* **PROBLEM REQUIREMENTS**:
Go through the listing and copy each line that has the string "Failed" in it.

* **DATA SHOWN**:
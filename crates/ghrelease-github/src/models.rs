//! Wire types of the GitHub REST API and their domain conversions.

use chrono::{DateTime, Utc};
use serde::{Deserialize, Serialize};

use ghrelease_core::{Commit, CommitAuthor, NewRelease, Release, ReleaseAsset, RemoteIssue};

#[derive(Debug, Deserialize)]
pub struct AccountWire {
    pub login: String,
    pub html_url: String,
}

#[derive(Debug, Deserialize)]
pub struct GitCommitWire {
    pub message: String,
}

#[derive(Debug, Deserialize)]
pub struct CommitWire {
    pub sha: String,
    pub commit: GitCommitWire,
    /// `null` when the commit email is not linked to an account.
    #[serde(default)]
    pub author: Option<AccountWire>,
}

impl From<CommitWire> for Commit {
    fn from(wire: CommitWire) -> Self {
        Commit {
            sha: wire.sha,
            message: wire.commit.message,
            author: wire.author.map(|a| CommitAuthor {
                login: a.login,
                url: a.html_url,
            }),
        }
    }
}

/// `GET /repos/{owner}/{repo}/compare/{base}...{head}`
#[derive(Debug, Deserialize)]
pub struct CompareWire {
    pub base_commit: CommitWire,
    #[serde(default)]
    pub commits: Vec<CommitWire>,
    #[serde(default)]
    pub total_commits: usize,
}

#[derive(Debug, Deserialize)]
pub struct LabelWire {
    pub name: String,
}

#[derive(Debug, Deserialize)]
pub struct IssueWire {
    pub number: u64,
    pub title: String,
    pub html_url: String,
    #[serde(default)]
    pub labels: Vec<LabelWire>,
}

impl From<IssueWire> for RemoteIssue {
    fn from(wire: IssueWire) -> Self {
        RemoteIssue {
            number: wire.number,
            title: wire.title,
            url: wire.html_url,
            labels: wire.labels.into_iter().map(|l| l.name).collect(),
        }
    }
}

#[derive(Debug, Deserialize)]
pub struct AssetWire {
    pub id: u64,
    pub name: String,
    pub size: u64,
    pub browser_download_url: String,
}

impl From<AssetWire> for ReleaseAsset {
    fn from(wire: AssetWire) -> Self {
        ReleaseAsset {
            id: wire.id,
            name: wire.name,
            size: wire.size,
            download_url: wire.browser_download_url,
        }
    }
}

#[derive(Debug, Deserialize)]
pub struct ReleaseWire {
    pub id: u64,
    #[serde(default)]
    pub name: Option<String>,
    pub tag_name: String,
    #[serde(default)]
    pub target_commitish: String,
    #[serde(default)]
    pub body: Option<String>,
    pub draft: bool,
    pub prerelease: bool,
    pub html_url: String,
    pub upload_url: String,
    pub created_at: DateTime<Utc>,
    #[serde(default)]
    pub published_at: Option<DateTime<Utc>>,
    #[serde(default)]
    pub assets: Vec<AssetWire>,
}

impl From<ReleaseWire> for Release {
    fn from(wire: ReleaseWire) -> Self {
        Release {
            id: wire.id,
            name: wire.name.unwrap_or_default(),
            tag_name: wire.tag_name,
            target_commitish: wire.target_commitish,
            body: wire.body.unwrap_or_default(),
            draft: wire.draft,
            prerelease: wire.prerelease,
            html_url: wire.html_url,
            upload_url: wire.upload_url,
            created_at: wire.created_at,
            published_at: wire.published_at,
            assets: wire.assets.into_iter().map(Into::into).collect(),
        }
    }
}

/// Body of `POST /repos/{owner}/{repo}/releases`
#[derive(Debug, Serialize)]
pub struct CreateReleaseWire<'a> {
    pub tag_name: &'a str,
    #[serde(skip_serializing_if = "str::is_empty")]
    pub name: &'a str,
    #[serde(skip_serializing_if = "str::is_empty")]
    pub target_commitish: &'a str,
    pub body: &'a str,
    pub draft: bool,
    pub prerelease: bool,
}

impl<'a> From<&'a NewRelease> for CreateReleaseWire<'a> {
    fn from(new: &'a NewRelease) -> Self {
        CreateReleaseWire {
            tag_name: &new.tag_name,
            name: &new.name,
            target_commitish: &new.target_commitish,
            body: &new.body,
            draft: new.draft,
            prerelease: new.prerelease,
        }
    }
}

/// Error body returned with non-success statuses.
#[derive(Debug, Deserialize)]
pub struct ApiErrorWire {
    pub message: String,
    #[serde(default)]
    pub errors: Vec<serde_json::Value>,
}

impl ApiErrorWire {
    pub fn describe(&self) -> String {
        let details: Vec<String> = self
            .errors
            .iter()
            .map(|e| match e.get("code").and_then(|c| c.as_str()) {
                Some(code) => code.to_string(),
                None => e.to_string(),
            })
            .collect();
        if details.is_empty() {
            self.message.clone()
        } else {
            format!("{} ({})", self.message, details.join(", "))
        }
    }
}

#[cfg(test)]
mod tests {
    use super::*;

    #[test]
    fn commit_without_linked_account() {
        let wire: CommitWire = serde_json::from_str(
            r#"{"sha": "abc", "commit": {"message": "fixes #1"}, "author": null}"#,
        )
        .unwrap();
        let commit = Commit::from(wire);
        assert_eq!(commit.sha, "abc");
        assert!(commit.author.is_none());
    }

    #[test]
    fn compare_response() {
        let json = r#"{
            "base_commit": {"sha": "a", "commit": {"message": "base"}, "author": null},
            "commits": [
                {"sha": "b", "commit": {"message": "fixes #5"},
                 "author": {"login": "alice", "html_url": "https://github.com/alice", "id": 1}}
            ],
            "total_commits": 1,
            "status": "ahead"
        }"#;
        let wire: CompareWire = serde_json::from_str(json).unwrap();
        assert_eq!(wire.total_commits, 1);
        let commits: Vec<Commit> = wire.commits.into_iter().map(Into::into).collect();
        let author = commits[0].author.as_ref().unwrap();
        assert_eq!(author.login, "alice");
        assert_eq!(author.url, "https://github.com/alice");
    }

    #[test]
    fn issue_labels_are_names() {
        let json = r#"{
            "number": 5,
            "title": "Crash",
            "html_url": "https://github.com/o/r/issues/5",
            "labels": [{"id": 1, "name": "bug", "color": "f00"}, {"id": 2, "name": "ui"}],
            "state": "closed"
        }"#;
        let issue = RemoteIssue::from(serde_json::from_str::<IssueWire>(json).unwrap());
        assert_eq!(issue.labels, vec!["bug", "ui"]);
        assert_eq!(issue.url, "https://github.com/o/r/issues/5");
    }

    #[test]
    fn draft_release_with_nulls() {
        let json = r#"{
            "id": 7,
            "name": null,
            "tag_name": "v1.0.0",
            "target_commitish": "main",
            "body": null,
            "draft": true,
            "prerelease": false,
            "html_url": "https://github.com/o/r/releases/tag/untagged-1",
            "upload_url": "https://uploads.github.com/repos/o/r/releases/7/assets{?name,label}",
            "created_at": "2026-01-01T00:00:00Z",
            "published_at": null,
            "assets": [{"id": 3, "name": "app.zip", "size": 10,
                        "browser_download_url": "https://github.com/o/r/releases/download/v1.0.0/app.zip"}]
        }"#;
        let release = Release::from(serde_json::from_str::<ReleaseWire>(json).unwrap());
        assert_eq!(release.name, "");
        assert_eq!(release.body, "");
        assert!(release.published_at.is_none());
        assert_eq!(release.assets[0].name, "app.zip");
    }

    #[test]
    fn create_body_skips_empty_optional_fields() {
        let new = NewRelease::new("v1.0.0");
        let body = serde_json::to_value(CreateReleaseWire::from(&new)).unwrap();
        assert_eq!(body["tag_name"], "v1.0.0");
        assert_eq!(body["draft"], true);
        assert!(body.get("name").is_none());
        assert!(body.get("target_commitish").is_none());
    }

    #[test]
    fn api_error_details() {
        let wire: ApiErrorWire = serde_json::from_str(
            r#"{"message": "Validation Failed", "errors": [{"resource": "Release", "code": "already_exists", "field": "tag_name"}]}"#,
        )
        .unwrap();
        assert_eq!(wire.describe(), "Validation Failed (already_exists)");
    }
}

* **EXPECTED ANSWER**:
            r#"{"message": "Validation Failed", "errors": [{"resource": "Release", "code": "already_exists", "field": "tag_name"}]}"#,
        assert_eq!(wire.describe(), "Validation Failed (already_exists)");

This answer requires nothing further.